Kenneth replies that we have already seen the worst in the March 2020 and if the companies have survived that traumatic period than basically these small corrections won’t really affect them.
He gives a critical insight about portfolio construction; he says that if your portfolio in the times as bad as March 2020 has corrected around 15% than you don’t have to worry too much about it.
Another crucial insight that Kenneth touches upon is capital consolidation. He says that whenever hard times come the weaker link of any particular sector gets wiped out. The company that survives this period or if we say in accounting terms has a strong balance sheet will grow really well when the situation turns good. What happens in the weaker market is what we call supply consolidation.
When we invest based on the cycles, the growth normally stays stagnant for quite longer periods of time but when growth comes in it comes in magnificent ways.
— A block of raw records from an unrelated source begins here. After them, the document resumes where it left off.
#[cfg(test)]
mod tests {
    use super::{SegmentContext, StoryGenerator, StoryInput, render, summary_phrase};
    use crate::model::{Activity, Mood, MoodEntry, TimeOfDay};
    use chrono::NaiveDate;
    use rand::SeedableRng;
    use rand::rngs::StdRng;
    use uuid::Uuid;

    fn date() -> NaiveDate {
        "2024-01-01".parse().expect("date")
    }

    fn entry(slot: TimeOfDay, mood: Mood) -> MoodEntry {
        MoodEntry {
            id: Uuid::new_v4(),
            date: date(),
            time_of_day: slot,
            mood,
            emotion_tag: None,
            note: None,
            activities: Vec::new(),
            energy_level: None,
            timestamp: 0,
        }
    }

    fn seeded() -> StoryGenerator<StdRng> {
        StoryGenerator::with_rng(StdRng::seed_from_u64(7))
    }

    #[test]
    fn every_template_renders_clean_with_a_bare_context() {
        for mood in Mood::ALL {
            for slot in TimeOfDay::ALL {
                for template in super::templates::segment_templates(mood, slot) {
                    let text = render(template, &SegmentContext::bare(mood));
                    assert!(!text.is_empty(), "empty render for {mood}/{slot}");
                    assert!(
                        !text.contains("{{") && !text.contains("}}"),
                        "unresolved placeholder in: {text}"
                    );
                    assert!(!text.contains(", ."), "stray comma in: {text}");
                    assert!(!text.contains(" ."), "dangling period in: {text}");
                }
            }
        }
    }

    #[test]
    fn every_template_renders_clean_with_a_full_context() {
        let context = SegmentContext {
            mood: Mood::Happy,
            activities: vec![Activity::Creative, Activity::Nature],
            energy_level: Some(4),
            note: Some("tried the new studio".to_string()),
        };

        for mood in Mood::ALL {
            for slot in TimeOfDay::ALL {
                for template in super::templates::segment_templates(mood, slot) {
                    let text = render(template, &context);
                    assert!(!text.contains("{{"), "unresolved placeholder in: {text}");
                }
            }
        }
    }

    #[test]
    fn activity_and_energy_phrases_appear_when_supplied() {
        let context = SegmentContext {
            mood: Mood::Calm,
            activities: vec![Activity::Exercise],
            energy_level: Some(5),
            note: None,
        };
        let text = render(
            "You eased into the day, {{ACTIVITY_DOING}}, {{ENERGY_STATE}}.",
            &context,
        );
        assert_eq!(
            text,
            "You eased into the day, moving your body, practically buzzing."
        );
    }

    #[test]
    fn note_is_quoted_verbatim() {
        let context = SegmentContext {
            mood: Mood::Sad,
            activities: Vec::new(),
            energy_level: None,
            note: Some("  long phone call  ".to_string()),
        };
        let text = render("The day wound down. {{NOTE_REFLECTION}}", &context);
        assert_eq!(text, "The day wound down. You noted, \"long phone call\".");
    }

    #[test]
    fn blank_note_falls_back_to_the_generic_closing() {
        let context = SegmentContext {
            mood: Mood::Sad,
            activities: Vec::new(),
            energy_level: None,
            note: Some("   ".to_string()),
        };
        let text = render("{{NOTE_REFLECTION}}", &context);
        assert_eq!(text, super::FALLBACK_NOTE);
    }

    #[test]
    fn missing_segments_carry_the_previous_mood_forward() {
        let input = StoryInput {
            date: date(),
            morning: Some(SegmentContext::bare(Mood::Excited)),
            afternoon: None,
            evening: None,
        };

        let story = seeded().generate_day_story(&input);
        assert_eq!(story.moods.morning, Mood::Excited);
        assert_eq!(story.moods.afternoon, Mood::Excited);
        assert_eq!(story.moods.evening, Mood::Excited);
    }

    #[test]
    fn empty_input_defaults_to_neutral() {
        let input = StoryInput {
            date: date(),
            morning: None,
            afternoon: None,
            evening: None,
        };

        let story = seeded().generate_day_story(&input);
        assert_eq!(story.moods.morning, Mood::Neutral);
        assert_eq!(story.moods.evening, Mood::Neutral);
    }

    #[test]
    fn full_day_produces_three_segments_and_an_evening_led_summary() {
        let entries = [
            entry(TimeOfDay::Morning, Mood::Happy),
            entry(TimeOfDay::Afternoon, Mood::Focused),
            entry(TimeOfDay::Evening, Mood::Calm),
        ];
        let input = StoryInput::from_entries(date(), &entries);
        let story = seeded().generate_day_story(&input);

        for segment in [&story.morning, &story.afternoon, &story.evening, &story.summary] {
            assert!(!segment.is_empty());
            assert!(!segment.contains("{{"), "unresolved placeholder in: {segment}");
        }
        assert_eq!(story.moods.evening, Mood::Calm);
    }

    #[test]
    fn same_seed_reproduces_the_same_story() {
        let entries = [
            entry(TimeOfDay::Morning, Mood::Tired),
            entry(TimeOfDay::Evening, Mood::Calm),
        ];
        let input = StoryInput::from_entries(date(), &entries);

        let first = seeded().generate_day_story(&input);
        let second = seeded().generate_day_story(&input);
        assert_eq!(first, second);
    }

    #[test]
    fn story_aggregates_activities_energy_and_notes() {
        let input = StoryInput {
            date: date(),
            morning: Some(SegmentContext {
                mood: Mood::Happy,
                activities: vec![Activity::Work],
                energy_level: Some(4),
                note: Some("first note".to_string()),
            }),
            afternoon: Some(SegmentContext {
                mood: Mood::Happy,
                activities: vec![Activity::Work, Activity::Social],
                energy_level: Some(2),
                note: None,
            }),
            evening: None,
        };

        let story = seeded().generate_day_story(&input);
        assert_eq!(story.activities, vec![Activity::Work, Activity::Social]);
        assert_eq!(story.average_energy, Some(3.0));
        assert_eq!(story.notes, vec!["first note".to_string()]);
    }

    #[test]
    fn simple_story_renders_all_segments_from_one_mood() {
        let story = seeded().generate_simple_story(date(), Mood::Neutral);
        assert!(!story.morning.is_empty());
        assert!(!story.afternoon.is_empty());
        assert!(!story.evening.is_empty());
        assert_eq!(story.moods.morning, Mood::Neutral);
    }

    #[test]
    fn quick_summary_prompts_when_no_mood_is_set() {
        let text = seeded().quick_summary(None, &[]);
        assert_eq!(text, "Log a mood to start today's story.");
    }

    #[test]
    fn quick_summary_names_the_mood_and_activities() {
        let text = seeded().quick_summary(Some(Mood::Happy), &[Activity::Nature]);
        assert!(text.contains("joyful"));
        assert!(text.contains("the outdoors"));
        assert!(!text.contains("{{"));
    }

    #[test]
    fn summary_phrase_lists_up_to_three_activities() {
        assert_eq!(summary_phrase(&[]), "its own quiet rhythm");
        assert_eq!(summary_phrase(&[Activity::Rest]), "rest");
        assert_eq!(
            summary_phrase(&[Activity::Rest, Activity::Nature]),
            "rest and the outdoors"
        );
        assert_eq!(
            summary_phrase(&[Activity::Rest, Activity::Nature, Activity::Work]),
            "rest, the outdoors, and work"
        );
    }
}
Kenneth talks about the role of energy sector in shaping economy in the coming years. He says that we have not seen investments into commodities for quite some time now. Because throughout the cycle we have not seen much efficiency in terms of utilisation of capacity but the demand was still there. He thinks that even though the government provides subsidy and china leaves that product altogether still the company which is more efficient will win.
It is the simple ratio of asset turnover. If I am able to generate more sales with the given capacity than even though the margins are less as seen in the commodity sector we can still end up generating high returns.
Kenneth brings a crucial point where he says that in the commodity sector the role of price is huge. With the demand of commodities there is a scope of huge price increase. He says that if the company manages to get debt free with two years of cash flow and with rising prices the valuations may go through the roof.
Would the returns be compromised if there is a cap on the price increase? To which Kenneth replies that the same scenario repeated itself with the commodity steel but still there was a substantial shift in the price level because of the huge demand.
Kenneth shares a brilliant insight wherein he talks about some chunk of his portfolio is invested in dollar denominated companies. The reason for that is there is a broad consensus that oil prices will start to increase which is not good for India which can lead to the depreciation of Indian currency.
India is much better placed as compared to previous situation of crises in terms of foreign exchange reserves.
One of the great things about Kenneth is that he is very clear as to what he wants to focus on. He clearly does not own any state owned enterprises, he doesn’t have much opinion on the macros, instead he looks for more micro level stuff.
In the services sector, Kenneth is bullish on the technology space. For BFSI he says that the retail branches segment has become a lot more fragmented considering the entry of fintech, they might see a correction in price level.
Kenneth is of the opinion that the platform businesses are winner takes all businesses. There is no simple way to value these companies.